Beijing, CNN (CNN)In a small room in a West Beijing cultural center, magician Tian Xueming is working hard to deceive a group of university students from Macau that he has teleported three pearl-sized balls from one bowl to another.
The traditional Chinese magicians calling for greater censorship of their ancient tricks
For first-timers, Tian's sleight-of-hand illusion is as infuriating as it is entertaining. Some audience members become hellbent on exposing the magician, by any means necessary.
"Many have tried to grab my hand mid-act, wrench it open, only to find there was no ball," says Tian.
The 55-year-old refuses to give details about his tricks, citing an unbreakable magician's code of secrecy. But this hasn't stopped the trick from being exposed online.
Millennial magician Li Yunfei posted a video of the trick on YouTube last December, using two transparent bowls to show there is no teleporting, only nimble handiwork.
In seven months, that clip has racked up 1.6 million views. According to Li, trading secrets for clicks -- and thus profit -- has become an increasingly common practice among young Chinese magicians.
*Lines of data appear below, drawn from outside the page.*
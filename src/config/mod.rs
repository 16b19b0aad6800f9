//! Analysis Configuration Module
//!
//! Provides analysis thresholds and live monitor tuning loaded from TOML files.
//!
//! ## Loading Order
//!
//! 1. `QORSENSE_CONFIG` environment variable (path to TOML file)
//! 2. `qorsense.toml` in the current working directory
//! 3. Built-in defaults (see [`defaults`])
//!
//! Configuration is passed explicitly: the analyzer and each live monitor own
//! the `AnalysisConfig` they were built with.
//!
//! ```ignore
//! let config = QorsenseConfig::load()?;
//! let analyzer = SensorAnalyzer::new(config.analysis.clone())?;
//! ```

mod sensor_config;
pub mod defaults;
pub mod validation;

pub use sensor_config::*;
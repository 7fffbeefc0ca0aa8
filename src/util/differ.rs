//! Set differ for topology-owned child objects
//!
//! Every child kind a topology owns (claims today, services and deployments
//! in the wider operator) is keyed by node name. [`ObjectDiffer`] holds the
//! objects that exist right now and derives which node names still need an
//! object and which objects no longer belong to any node.

use std::collections::{BTreeMap, BTreeSet};

/// Current/missing/extra partition of child objects keyed by node name
#[derive(Debug, Clone, PartialEq)]
pub struct ObjectDiffer<T> {
    /// Objects that exist, keyed by node name
    pub current: BTreeMap<String, T>,
    /// Node names that need an object but have none (sorted)
    pub missing: Vec<String>,
    /// Node names whose object should be removed (sorted)
    pub extra: Vec<String>,
}

impl<T> Default for ObjectDiffer<T> {
    fn default() -> Self {
        Self {
            current: BTreeMap::new(),
            missing: Vec::new(),
            extra: Vec::new(),
        }
    }
}

impl<T> ObjectDiffer<T> {
    /// Create a differ from the objects that currently exist
    pub fn new(current: BTreeMap<String, T>) -> Self {
        Self {
            current,
            ..Default::default()
        }
    }

    /// Node names of the current objects
    pub fn current_object_names(&self) -> Vec<String> {
        self.current.keys().cloned().collect()
    }

    /// Record every name in `all` that has no current object as missing
    pub fn set_missing<S: AsRef<str>>(&mut self, all: &[S]) {
        let missing: BTreeSet<&str> = all
            .iter()
            .map(AsRef::as_ref)
            .filter(|name| !self.current.contains_key(*name))
            .collect();

        self.missing = missing.into_iter().map(str::to_string).collect();
    }

    /// Record every current object whose name is not in `all` as extra
    ///
    /// `None` means no object is wanted at all, so every current object is
    /// extra.
    pub fn set_extra<S: AsRef<str>>(&mut self, all: Option<&[S]>) {
        let wanted: BTreeSet<&str> = all
            .unwrap_or_default()
            .iter()
            .map(AsRef::as_ref)
            .collect();

        self.extra = self
            .current
            .keys()
            .filter(|name| !wanted.contains(name.as_str()))
            .cloned()
            .collect();
    }

    /// Current objects that are not scheduled for removal
    pub fn retained(&self) -> impl Iterator<Item = (&String, &T)> {
        self.current
            .iter()
            .filter(|(name, _)| self.extra.binary_search(*name).is_err())
    }

    /// Whether nothing needs to be created or removed
    pub fn is_settled(&self) -> bool {
        self.missing.is_empty() && self.extra.is_empty()
    }
}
"There are tens of thousands of live-streaming and video channels dedicated to exposing magic tricks," says Li, 24, who has over 420,000 fans on Chinese video platform Tik Tok and claims to make over 1 million yuan ($145,000) per year from his videos.
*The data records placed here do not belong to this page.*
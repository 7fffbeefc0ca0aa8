//! Parse, warn and default
//!
//! User supplied topology fields that only tune a rendered object must never
//! block a reconcile pass. A value that fails to parse is replaced by the
//! default and a [`FallbackWarning`] is handed back for the caller to log.

use std::fmt;

/// A user supplied value that was discarded in favour of a default
#[derive(Debug, Clone, PartialEq, Eq)]
pub struct FallbackWarning {
    /// Spec field the value came from
    pub field: &'static str,
    /// Value as supplied by the user
    pub raw: String,
    /// Why it was rejected
    pub reason: String,
}

impl fmt::Display for FallbackWarning {
    fn fmt(&self, f: &mut fmt::Formatter<'_>) -> fmt::Result {
        write!(
            f,
            "user provided {} {:?} is invalid ({}), using default value instead",
            self.field, self.raw, self.reason
        )
    }
}

/// Parse `raw` with `parser`, falling back to `default` on failure
///
/// An empty `raw` means the user did not set the field: the default is used
/// and no warning is produced.
pub fn parse_with_fallback<T, E, F>(
    field: &'static str,
    raw: &str,
    default: T,
    parser: F,
) -> (T, Option<FallbackWarning>)
where
    E: fmt::Display,
    F: FnOnce(&str) -> Result<T, E>,
{
    if raw.is_empty() {
        return (default, None);
    }

    match parser(raw) {
        Ok(value) => (value, None),
        Err(err) => (
            default,
            Some(FallbackWarning {
                field,
                raw: raw.to_string(),
                reason: err.to_string(),
            }),
        ),
    }
}
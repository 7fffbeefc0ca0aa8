//! Prometheus counters for claim writes

use prometheus::{IntCounterVec, Opts, Registry};

use crate::domain::ClaimAction;
use crate::error::Result;

/// Counters for the writes issued by the claims controller
#[derive(Debug, Clone)]
pub struct ClaimMetrics {
    actions: IntCounterVec,
}

impl ClaimMetrics {
    /// Create the counters and register them on `registry`
    pub fn register(registry: &Registry) -> Result<Self> {
        let actions = IntCounterVec::new(
            Opts::new(
                "netlab_claim_actions_total",
                "Claim writes issued by the claims controller",
            ),
            &["action"],
        )?;
        registry.register(Box::new(actions.clone()))?;

        Ok(Self { actions })
    }

    pub fn record(&self, action: ClaimAction) {
        self.actions.with_label_values(&[action.as_str()]).inc();
    }

    pub fn count(&self, action: ClaimAction) -> u64 {
        self.actions.with_label_values(&[action.as_str()]).get()
    }
}
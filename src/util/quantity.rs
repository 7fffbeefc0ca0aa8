//! Kubernetes resource quantities
//!
//! `k8s-openapi` carries quantities as opaque strings. The reconciler needs
//! two things from them: validating a user supplied claim size and comparing
//! two storage requests numerically. Both follow the apimachinery quantity
//! grammar: a signed decimal number followed by an optional binary suffix
//! (`Ki`..`Ei`), decimal SI suffix (`n`..`E`) or decimal exponent (`e3`).

use crate::error::{Error, Result};
use k8s_openapi::apimachinery::pkg::api::resource::Quantity;

/// Maximum significant digits accepted in the numeric part
const MAX_DIGITS: usize = 30;

/// Parsed scale of a quantity suffix
#[derive(Debug, Clone, Copy, PartialEq, Eq)]
struct Scale {
    /// Power of two multiplier (binary suffixes)
    pow2: u32,
    /// Power of ten multiplier (SI suffixes and exponents)
    pow10: i32,
}

fn parse_suffix(suffix: &str) -> Option<Scale> {
    let binary = |pow2| Some(Scale { pow2, pow10: 0 });
    let decimal = |pow10| Some(Scale { pow2: 0, pow10 });

    match suffix {
        "" => decimal(0),
        "Ki" => binary(10),
        "Mi" => binary(20),
        "Gi" => binary(30),
        "Ti" => binary(40),
        "Pi" => binary(50),
        "Ei" => binary(60),
        "n" => decimal(-9),
        "u" => decimal(-6),
        "m" => decimal(-3),
        "k" => decimal(3),
        "M" => decimal(6),
        "G" => decimal(9),
        "T" => decimal(12),
        "P" => decimal(15),
        "E" => decimal(18),
        _ => {
            // Decimal exponent form: e3, E-2, e+6
            let rest = suffix.strip_prefix(&['e', 'E'][..])?;
            let digits = rest.strip_prefix(&['+', '-'][..]).unwrap_or(rest);
            if digits.is_empty() || !digits.chars().all(|c| c.is_ascii_digit()) {
                return None;
            }
            rest.parse::<i32>().ok().and_then(decimal)
        }
    }
}

/// Split a quantity into (negative, integer digits, fraction digits, suffix)
fn split(raw: &str) -> Option<(bool, &str, &str, &str)> {
    let (negative, unsigned) = match raw.as_bytes().first()? {
        b'-' => (true, &raw[1..]),
        b'+' => (false, &raw[1..]),
        _ => (false, raw),
    };

    let number_end = unsigned
        .find(|c: char| !c.is_ascii_digit() && c != '.')
        .unwrap_or(unsigned.len());
    let (number, suffix) = unsigned.split_at(number_end);

    let (integer, fraction) = match number.split_once('.') {
        Some((integer, fraction)) => {
            if fraction.contains('.') {
                return None;
            }
            (integer, fraction)
        }
        None => (number, ""),
    };

    if integer.is_empty() && fraction.is_empty() {
        return None;
    }

    Some((negative, integer, fraction, suffix))
}

/// Parse a quantity string into its integer value, rounded away from zero
pub fn parse_value(raw: &str) -> Result<i64> {
    let trimmed = raw.trim();
    let invalid = || Error::QuantityParse(format!("invalid quantity {:?}", raw));

    let (negative, integer, fraction, suffix) = split(trimmed).ok_or_else(invalid)?;
    let scale = parse_suffix(suffix).ok_or_else(invalid)?;

    let digits = format!("{}{}", integer, fraction);
    let digits = digits.trim_start_matches('0');
    if digits.len() > MAX_DIGITS {
        return Err(Error::QuantityParse(format!(
            "quantity {:?} has too many significant digits",
            raw
        )));
    }

    let mantissa: i128 = if digits.is_empty() {
        0
    } else {
        digits.parse().map_err(|_| invalid())?
    };

    let out_of_range =
        || Error::QuantityParse(format!("quantity {:?} is out of range", raw));

    let mut value = mantissa
        .checked_mul(1i128 << scale.pow2)
        .ok_or_else(out_of_range)?;

    let pow10 = scale.pow10 - fraction.len() as i32;
    if pow10 >= 0 {
        let factor = 10i128
            .checked_pow(pow10 as u32)
            .ok_or_else(out_of_range)?;
        value = value.checked_mul(factor).ok_or_else(out_of_range)?;
    } else {
        value = match 10i128.checked_pow(pow10.unsigned_abs()) {
            Some(divisor) => value / divisor + i128::from(value % divisor != 0),
            // Anything this small rounds up to a single unit
            None => i128::from(value > 0),
        };
    }

    if negative {
        value = -value;
    }

    i64::try_from(value).map_err(|_| out_of_range())
}

/// Validate a quantity string and wrap it for use in an object spec
pub fn parse_quantity(raw: &str) -> Result<Quantity> {
    parse_value(raw)?;
    Ok(Quantity(raw.trim().to_string()))
}

/// Integer value of a quantity, `0` if it does not parse
///
/// Quantities read back from the API server have already been validated, so
/// an unparseable value only shows up in hand-built objects.
pub fn quantity_value(quantity: Option<&Quantity>) -> i64 {
    quantity
        .and_then(|q| parse_value(&q.0).ok())
        .unwrap_or_default()
}
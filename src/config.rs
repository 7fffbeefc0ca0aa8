//! Operator-wide configuration
//!
//! Global labels and annotations are stamped onto every object the operator
//! renders. Renderers never read them from ambient state; they are handed a
//! [`ConfigManager`] at construction and only ever read through it.

use crate::error::{Error, Result};
use parking_lot::RwLock;
use serde::{Deserialize, Serialize};
use std::collections::BTreeMap;
use std::path::Path;
use std::sync::Arc;
use tracing::{debug, info};

// =============================================================================
// Operator Configuration
// =============================================================================

/// Operator configuration as stored in the operator's config file/ConfigMap
#[derive(Debug, Clone, Default, PartialEq, Eq, Serialize, Deserialize)]
#[serde(rename_all = "camelCase")]
pub struct OperatorConfig {
    /// Annotations added to every rendered object
    #[serde(default)]
    pub global_annotations: BTreeMap<String, String>,

    /// Labels added to every rendered object, overriding computed labels
    #[serde(default)]
    pub global_labels: BTreeMap<String, String>,

    /// Drop the topology name prefix from object names for topologies that
    /// defer to the global naming policy
    #[serde(default)]
    pub remove_topology_prefix: bool,
}

impl OperatorConfig {
    /// Parse a configuration document
    pub fn from_yaml_str(raw: &str) -> Result<Self> {
        if raw.trim().is_empty() {
            return Ok(Self::default());
        }

        let config: Self = serde_yaml::from_str(raw)?;
        config.validate()?;
        Ok(config)
    }

    /// Load a configuration document from disk
    pub fn from_yaml_file(path: impl AsRef<Path>) -> Result<Self> {
        let path = path.as_ref();
        debug!("Loading operator config from {}", path.display());

        let raw = std::fs::read_to_string(path)?;
        Self::from_yaml_str(&raw)
    }

    /// Reject keys the API server would refuse
    pub fn validate(&self) -> Result<()> {
        for key in self
            .global_labels
            .keys()
            .chain(self.global_annotations.keys())
        {
            if key.trim().is_empty() {
                return Err(Error::Configuration(
                    "global metadata keys must not be empty".into(),
                ));
            }
        }

        Ok(())
    }
}

// =============================================================================
// Config Accessor
// =============================================================================

/// Read-only view of the operator configuration
pub trait ConfigManager: Send + Sync {
    /// Global (annotations, labels)
    fn get_all_metadata(&self) -> (BTreeMap<String, String>, BTreeMap<String, String>);

    /// Global remove-prefix naming policy
    fn remove_topology_prefix(&self) -> bool;
}

impl ConfigManager for OperatorConfig {
    fn get_all_metadata(&self) -> (BTreeMap<String, String>, BTreeMap<String, String>) {
        (self.global_annotations.clone(), self.global_labels.clone())
    }

    fn remove_topology_prefix(&self) -> bool {
        self.remove_topology_prefix
    }
}

/// Configuration that an outer watcher can swap while renderers read it
#[derive(Debug, Default)]
pub struct ManagedConfig {
    inner: RwLock<OperatorConfig>,
}

impl ManagedConfig {
    /// Create a managed config
    pub fn new(config: OperatorConfig) -> Arc<Self> {
        Arc::new(Self {
            inner: RwLock::new(config),
        })
    }

    /// Replace the configuration
    pub fn update(&self, config: OperatorConfig) {
        info!(
            "Updating operator config ({} global labels, {} global annotations)",
            config.global_labels.len(),
            config.global_annotations.len()
        );
        *self.inner.write() = config;
    }

    /// Copy of the configuration in effect
    pub fn snapshot(&self) -> OperatorConfig {
        self.inner.read().clone()
    }
}

impl ConfigManager for ManagedConfig {
    fn get_all_metadata(&self) -> (BTreeMap<String, String>, BTreeMap<String, String>) {
        self.inner.read().get_all_metadata()
    }

    fn remove_topology_prefix(&self) -> bool {
        self.inner.read().remove_topology_prefix
    }
}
Tian, and other traditional Chinese magicians, have condemned this practice, even forming an association, the League in Opposition to the Revealing of Magic Secrets, to combat this trend. Many of the tricks exposed were invented by their ancestors and passed down via tight-knit, student-teacher relationships.
"All magic is fake but revealing an illusion's secrets strips its ability to amaze," says Tian.
In a bid to stop his trade from being demystified, Tian has taken an unusual approach for an artist in China.
He is calling on government officials for greater censorship of magic online.
China's emperors have employed magicians since at least the Han Dynasty (221-206BC). According to Tian, they would set random objects on fire to "scare criminals and commoners into obedience."
In the late 19th century, Chinese magic found worldwide recognition as Zhu Liankui, known by his stage moniker Ching Ling Foo, dazzled audiences in New York, London and other Western metropolises, performing stunts such as taking a 15-foot-pole out of his mouth.
His fame reached such heights that in the early 1900s he was impersonated by New York-born William Robinson, who began presenting himself as Chung Ling Soo. Robinson shaved his head except for the hair he saved to braid into a queue, wore traditional Chinese attire and pretended not to speak English in public.